The Eagle has Landed was translated into Afrikaans and we read it at school a valiant but failed attempt by our Afrikaans master to get us to take the language seriously and I read my parent's copy of Shogun - which I didn't like although I did like King Rat. Curtain is one of Christie's weakest efforts but I own it, together with Ragtime, which disappointed me after all the hype.

27vpfluke
Jul 12, 2010, 6:57 pm

Curtain ranks 13th of Agatha Christie's works catalogued in LT. Her author page shows over 1,200 works, which seems a bit high to me.

28prosfilaes
Jul 13, 2010, 11:13 am

#27: Looking at the number of short stories and various omnibuses, it's not too far off. A good combining will help, but the multilingual mess--who wants to figure out which four books are in each of the Dutch omnibuses, and whether they can be combined with something from a different language--makes it a messy job.

29vpfluke
Jul 19, 2010, 11:04 am

Although I do a fair amount of combining, I am not one to tackle Agatha Christie. She was a favorite of my wife, but we gave away almost all of our Christie books several years ago in attempt to downsize a fairly large book collection.

30edwinbcn
Nov 9, 2012, 6:10 pm

Ragtime
Finished reading: 5 April 2012



Traditionally, historical fiction places fictional characters and fictional events against a background of historical fact, or historical figures against a historical background embellished with fictional detail. Suspense is achieved by expectation and the enjoyment of what the reader already knows about history and the new elements introduced in the novel. E.L. Doctorow's novel Ragtime is quite different, in the sense that historical and fictional characters and events intermingle in a way which blurs the division between history and fiction.

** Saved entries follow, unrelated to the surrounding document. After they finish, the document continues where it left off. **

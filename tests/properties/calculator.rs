//! Property tests for the carbon credit calculator.

use proptest::prelude::*;

use carbon_ledger::{calculate, CleanTechInput, CompanySize, Industry, TechnologyType};

fn metric() -> impl Strategy<Value = f64> {
    prop_oneof![Just(0.0), 0.0f64..1_000_000.0]
}

prop_compose! {
    fn clean_tech_input()(
        company_size in prop::sample::select(CompanySize::ALL.to_vec()),
        industry in prop::sample::select(Industry::ALL.to_vec()),
        technology_type in prop::sample::select(TechnologyType::ALL.to_vec()),
        energy_savings in metric(),
        renewable_energy_generated in metric(),
        solar_energy_kwh in metric(),
        storage_capacity_kwh in metric(),
        waste_reduction in prop_oneof![Just(0.0), 0.0f64..1_000.0],
        water_conservation in metric(),
        project_lifespan in 1u32..=50,
    ) -> CleanTechInput {
        CleanTechInput {
            company_size,
            industry,
            technology_type,
            energy_savings,
            renewable_energy_generated,
            solar_energy_kwh,
            storage_capacity_kwh,
            waste_reduction,
            water_conservation,
            project_lifespan,
            ..CleanTechInput::default()
        }
    }
}

proptest! {
    #![proptest_config(ProptestConfig {
        cases: 256,
        .. ProptestConfig::default()
    })]

    /// PROPERTY: annual credits track total credits spread over the lifespan.
    #[test]
    fn property_annual_credits_match_total_over_lifespan(input in clean_tech_input()) {
        let result = calculate(&input);
        let expected = result.total_credits as f64 / f64::from(input.project_lifespan);
        prop_assert!(
            (result.annual_credits as f64 - expected).abs() <= 1.0,
            "annual {} vs total {} / {}",
            result.annual_credits,
            result.total_credits,
            input.project_lifespan
        );
    }

    /// PROPERTY: the breakdown sums to roughly 100, or is all zero.
    #[test]
    fn property_breakdown_sums_to_about_100(input in clean_tech_input()) {
        let breakdown = calculate(&input).category_breakdown;
        let total = breakdown.total();
        prop_assert!(total == 0 || (98..=102).contains(&total), "breakdown {:?}", breakdown);
    }

    /// PROPERTY: financial value is the rounded credits times the credit value.
    #[test]
    fn property_financial_value_uses_rounded_credits(input in clean_tech_input()) {
        let result = calculate(&input);
        prop_assert_eq!(result.financial_value, result.total_credits * 20);
    }

    /// PROPERTY: removing an impact metric never increases the credits.
    #[test]
    fn property_zeroing_a_metric_is_non_increasing(
        input in clean_tech_input(),
        which in 0usize..6,
    ) {
        let mut reduced = input.clone();
        match which {
            0 => reduced.energy_savings = 0.0,
            1 => reduced.renewable_energy_generated = 0.0,
            2 => reduced.solar_energy_kwh = 0.0,
            3 => reduced.storage_capacity_kwh = 0.0,
            4 => reduced.waste_reduction = 0.0,
            _ => reduced.water_conservation = 0.0,
        }

        let full = calculate(&input);
        let less = calculate(&reduced);
        prop_assert!(less.total_credits <= full.total_credits);
        prop_assert!(less.co2_reduction <= full.co2_reduction);
    }

    /// PROPERTY: the same input gives the same figures; only the id differs.
    #[test]
    fn property_calculation_is_pure_except_id(input in clean_tech_input()) {
        let a = calculate(&input);
        let b = calculate(&input);

        prop_assert_ne!(&a.calculation_id, &b.calculation_id);
        prop_assert_eq!(a.total_credits, b.total_credits);
        prop_assert_eq!(a.annual_credits, b.annual_credits);
        prop_assert_eq!(a.financial_value, b.financial_value);
        prop_assert_eq!(a.co2_reduction, b.co2_reduction);
        prop_assert_eq!(a.category_breakdown, b.category_breakdown);
        prop_assert_eq!(a.calculation_date, b.calculation_date);
    }
}
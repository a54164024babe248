//! Repository Implementations
//!
//! Concrete implementations of the `LedgerStore` port.

mod json_ledger;
mod memory;

pub use json_ledger::{default_ledger_path, JsonLedgerRepository};
pub use memory::InMemoryLedgerStore;
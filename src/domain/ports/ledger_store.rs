//! LedgerStore port - abstraction for ledger persistence
//!
//! The ledger is a single named collection of entries. Adapters only need
//! to load and save it whole; `append` has a read-modify-write default that
//! adapters shared between writers should override with an atomic version.

use std::path::PathBuf;

use crate::domain::entities::LedgerEntry;

#[derive(Debug, thiserror::Error, PartialEq, Eq)]
pub enum LedgerStoreError {
    #[error("failed to access ledger: {message}")]
    AccessError { message: String },

    #[error("failed to serialize ledger: {message}")]
    SerializationError { message: String },

    #[error("ledger file corrupted: {path}\n  → Details: {message}")]
    Corrupted { path: PathBuf, message: String },
}

pub trait LedgerStore: Send + Sync {
    /// Load the whole collection; a store that was never written is empty
    fn load(&self) -> Result<Vec<LedgerEntry>, LedgerStoreError>;

    /// Replace the whole collection
    fn save(&self, entries: &[LedgerEntry]) -> Result<(), LedgerStoreError>;

    /// Add one entry at the end of the collection
    fn append(&self, entry: LedgerEntry) -> Result<(), LedgerStoreError> {
        let mut entries = self.load()?;
        entries.push(entry);
        self.save(&entries)
    }
}

impl<S: LedgerStore + ?Sized> LedgerStore for Box<S> {
    fn load(&self) -> Result<Vec<LedgerEntry>, LedgerStoreError> {
        (**self).load()
    }

    fn save(&self, entries: &[LedgerEntry]) -> Result<(), LedgerStoreError> {
        (**self).save(entries)
    }

    fn append(&self, entry: LedgerEntry) -> Result<(), LedgerStoreError> {
        (**self).append(entry)
    }
}
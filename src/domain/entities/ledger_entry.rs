//! Ledger entity types
//!
//! A `LedgerEntry` is written once per saved calculation and never changed.

use std::fmt::Display;
use std::str::FromStr;

use chrono::NaiveDate;
use serde::{Deserialize, Deserializer, Serialize};

use crate::domain::value_objects::{CalculationId, CompanySize, Industry, TechnologyType};

use super::{CarbonCreditResult, CleanTechInput};

/// Flattened input attributes plus result figures of one calculation
///
/// Stored category names are parsed strictly: an unrecognized name makes
/// the ledger unreadable rather than being rewritten on the next append.
#[derive(Debug, Clone, PartialEq, Eq, Serialize, Deserialize)]
#[serde(rename_all = "camelCase")]
pub struct LedgerEntry {
    pub calculation_id: CalculationId,
    pub calculation_date: NaiveDate,
    #[serde(deserialize_with = "parse_strict")]
    pub company_size: CompanySize,
    #[serde(deserialize_with = "parse_strict")]
    pub industry: Industry,
    #[serde(deserialize_with = "parse_strict")]
    pub technology_type: TechnologyType,
    pub project_lifespan: u32,
    pub total_credits: u64,
    pub annual_credits: u64,
    pub financial_value: u64,
    pub co2_reduction: u64,
}

impl LedgerEntry {
    pub fn from_calculation(input: &CleanTechInput, result: &CarbonCreditResult) -> Self {
        Self {
            calculation_id: result.calculation_id.clone(),
            calculation_date: result.calculation_date,
            company_size: input.company_size,
            industry: input.industry,
            technology_type: input.technology_type,
            project_lifespan: input.project_lifespan,
            total_credits: result.total_credits,
            annual_credits: result.annual_credits,
            financial_value: result.financial_value,
            co2_reduction: result.co2_reduction,
        }
    }
}

fn parse_strict<'de, D, T>(deserializer: D) -> Result<T, D::Error>
where
    D: Deserializer<'de>,
    T: FromStr,
    T::Err: Display,
{
    let raw = String::deserialize(deserializer)?;
    raw.parse().map_err(serde::de::Error::custom)
}

/// Aggregate figures over every ledger entry
#[derive(Debug, Clone, Copy, PartialEq, Eq, Default, Serialize, Deserialize)]
#[serde(rename_all = "camelCase")]
pub struct LedgerSummary {
    pub count: usize,
    pub average_credits: u64,
    pub total_financial_value: u64,
}

/// One point of the date-ordered trend series
#[derive(Debug, Clone, Copy, PartialEq, Eq, Serialize, Deserialize)]
#[serde(rename_all = "camelCase")]
pub struct TrendPoint {
    pub date: NaiveDate,
    pub total_credits: u64,
    pub financial_value: u64,
    pub co2_reduction: u64,
}

impl From<&LedgerEntry> for TrendPoint {
    fn from(entry: &LedgerEntry) -> Self {
        Self {
            date: entry.calculation_date,
            total_credits: entry.total_credits,
            financial_value: entry.financial_value,
            co2_reduction: entry.co2_reduction,
        }
    }
}
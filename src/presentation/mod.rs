//! Presentation Layer
//!
//! This layer handles:
//! - CLI argument parsing (via clap)
//! - Creating use cases with infrastructure dependencies
//! - Output formatting (text/JSON)
//! - Installing the `tracing` subscriber for the binary
//!
//! ## Structure
//!
//! - `cli` - Argument definitions and input assembly
//! - `factory` - Creates use cases with proper dependencies (dependency injection)
//! - `format` - Number and currency formatting
//! - `logging` - Diagnostic output setup
//! - `output` - Text and JSON renderers

pub mod cli;
pub mod factory;
pub mod format;
pub mod logging;
pub mod output;

pub use factory::{create_calculate_use_case, create_ledger, ConcreteCalculateUseCase};
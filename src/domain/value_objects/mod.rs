//! Domain Value Objects
//!
//! Immutable value types that represent domain concepts: the three
//! categorical attributes with their multiplier tables, the emission
//! factors, and the calculation identifier.

mod calculation_id;
mod company_size;
mod emission_factors;
mod industry;
mod technology_type;

pub use calculation_id::CalculationId;
pub use company_size::CompanySize;
pub use emission_factors::EmissionFactors;
pub use industry::Industry;
pub use technology_type::TechnologyType;

/// Error returned when a categorical attribute name is not recognized
#[derive(Debug, Clone, PartialEq, Eq, thiserror::Error)]
#[error("unknown {kind} '{value}' (expected one of: {expected})")]
pub struct ParseCategoryError {
    pub kind: &'static str,
    pub value: String,
    pub expected: String,
}

impl ParseCategoryError {
    fn new(kind: &'static str, value: &str, names: &[&str]) -> Self {
        Self {
            kind,
            value: value.to_string(),
            expected: names.join(", "),
        }
    }
}

/// Fold `energyEfficiency`, `energy-efficiency` and `energy_efficiency` to one key.
fn normalize_key(raw: &str) -> String {
    raw.trim()
        .chars()
        .filter(|c| !matches!(c, '-' | '_' | ' '))
        .flat_map(char::to_lowercase)
        .collect()
}
//! Domain Ports (Interfaces)
//!
//! These traits define the boundaries of the domain layer.
//! Infrastructure layer provides concrete implementations.

pub mod ledger_store;

pub use ledger_store::{LedgerStore, LedgerStoreError};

Few readers will be fully aware of American history between 1906 and 1914, the historical period in which the novel is set, although this may be different for future readers, once this period is more closely studied and more history books appear about the first quarter of the Twentieth Century. Still, many historical characters in the novel are familiar, such as Harry Houdini, J.P. Morgan, and Archduke Franz Ferdinand of Austria. They also help to anchor the story in time. Other, less well-known historical characters can be identified by the way they are described, such as Emma Goldman, and Evelyn Nesbit. The fictional characters, mostly having no name, merely indicated by Father / Tateh, Mother / Mameh, Mother's Younger Brother / Little Girl, makes them iconic or everyman characters.

With limited knowledge of the period, the reader is at the mercy of the author. Some events are likely and believable, such as Emma Goldman's lecture and the ensuing riot. However, other events are highly unlikely, and typical of postmodern fiction, such as the pornographic scene in which Mother's Younger Brother follows and peeps from a closet at Emma Goldman and Evelyn Nesbit's lesbian romp (p.54). The history of the third family, the African-Americans, is confusing because they have names, which pulls them into the realm of the "historical figures" while obviously their actions are fictitious.

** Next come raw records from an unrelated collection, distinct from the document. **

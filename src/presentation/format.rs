//! Display formatting for figures

/// Group digits in threes with commas, `13360` -> `13,360`
pub fn format_number(value: u64) -> String {
    let digits = value.to_string();
    let mut out = String::with_capacity(digits.len() + digits.len() / 3);
    for (i, ch) in digits.chars().enumerate() {
        if i > 0 && (digits.len() - i) % 3 == 0 {
            out.push(',');
        }
        out.push(ch);
    }
    out
}

/// Whole-unit currency amount, `$13,360`
pub fn format_currency(amount: u64, symbol: &str) -> String {
    format!("{}{}", symbol, format_number(amount))
}

#[cfg(test)]
mod tests {
    use super::*;

    #[test]
    fn format_number_groups_thousands() {
        assert_eq!(format_number(0), "0");
        assert_eq!(format_number(999), "999");
        assert_eq!(format_number(1000), "1,000");
        assert_eq!(format_number(13_360), "13,360");
        assert_eq!(format_number(1_234_567), "1,234,567");
    }

    #[test]
    fn format_currency_prefixes_symbol() {
        assert_eq!(format_currency(13_360, "$"), "$13,360");
        assert_eq!(format_currency(5, "€"), "€5");
    }
}
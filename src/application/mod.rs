//! Application Layer
//!
//! Use cases that orchestrate the business flow.
//! This layer:
//! - Depends on Domain layer (entities, services, ports)
//! - Does NOT contain business rules (those are in Domain)
//! - Coordinates between Infrastructure and Domain
//!
//! ## Use Cases
//!
//! - `CalculateUseCase` - Validate input, calculate, record in the ledger
//! - `Ledger` - Append-only history with summary and trend queries

pub mod calculate;
pub mod ledger;

pub use calculate::{CalculateOptions, CalculateOutcome, CalculateUseCase};
pub use ledger::Ledger;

While the non-academic reader has some urge, initially, to look up characters, -- now, in the age of Internet and Wikipedia so much easier than in 1975, when the novel was first published, the myriad of characters and events is so dense that one is coerced into giving up that urge and go with the flow of the novel, wondering about the likelihood of events. Reading in that mode, the novel's sweeping scale makes for a very enjoyable read.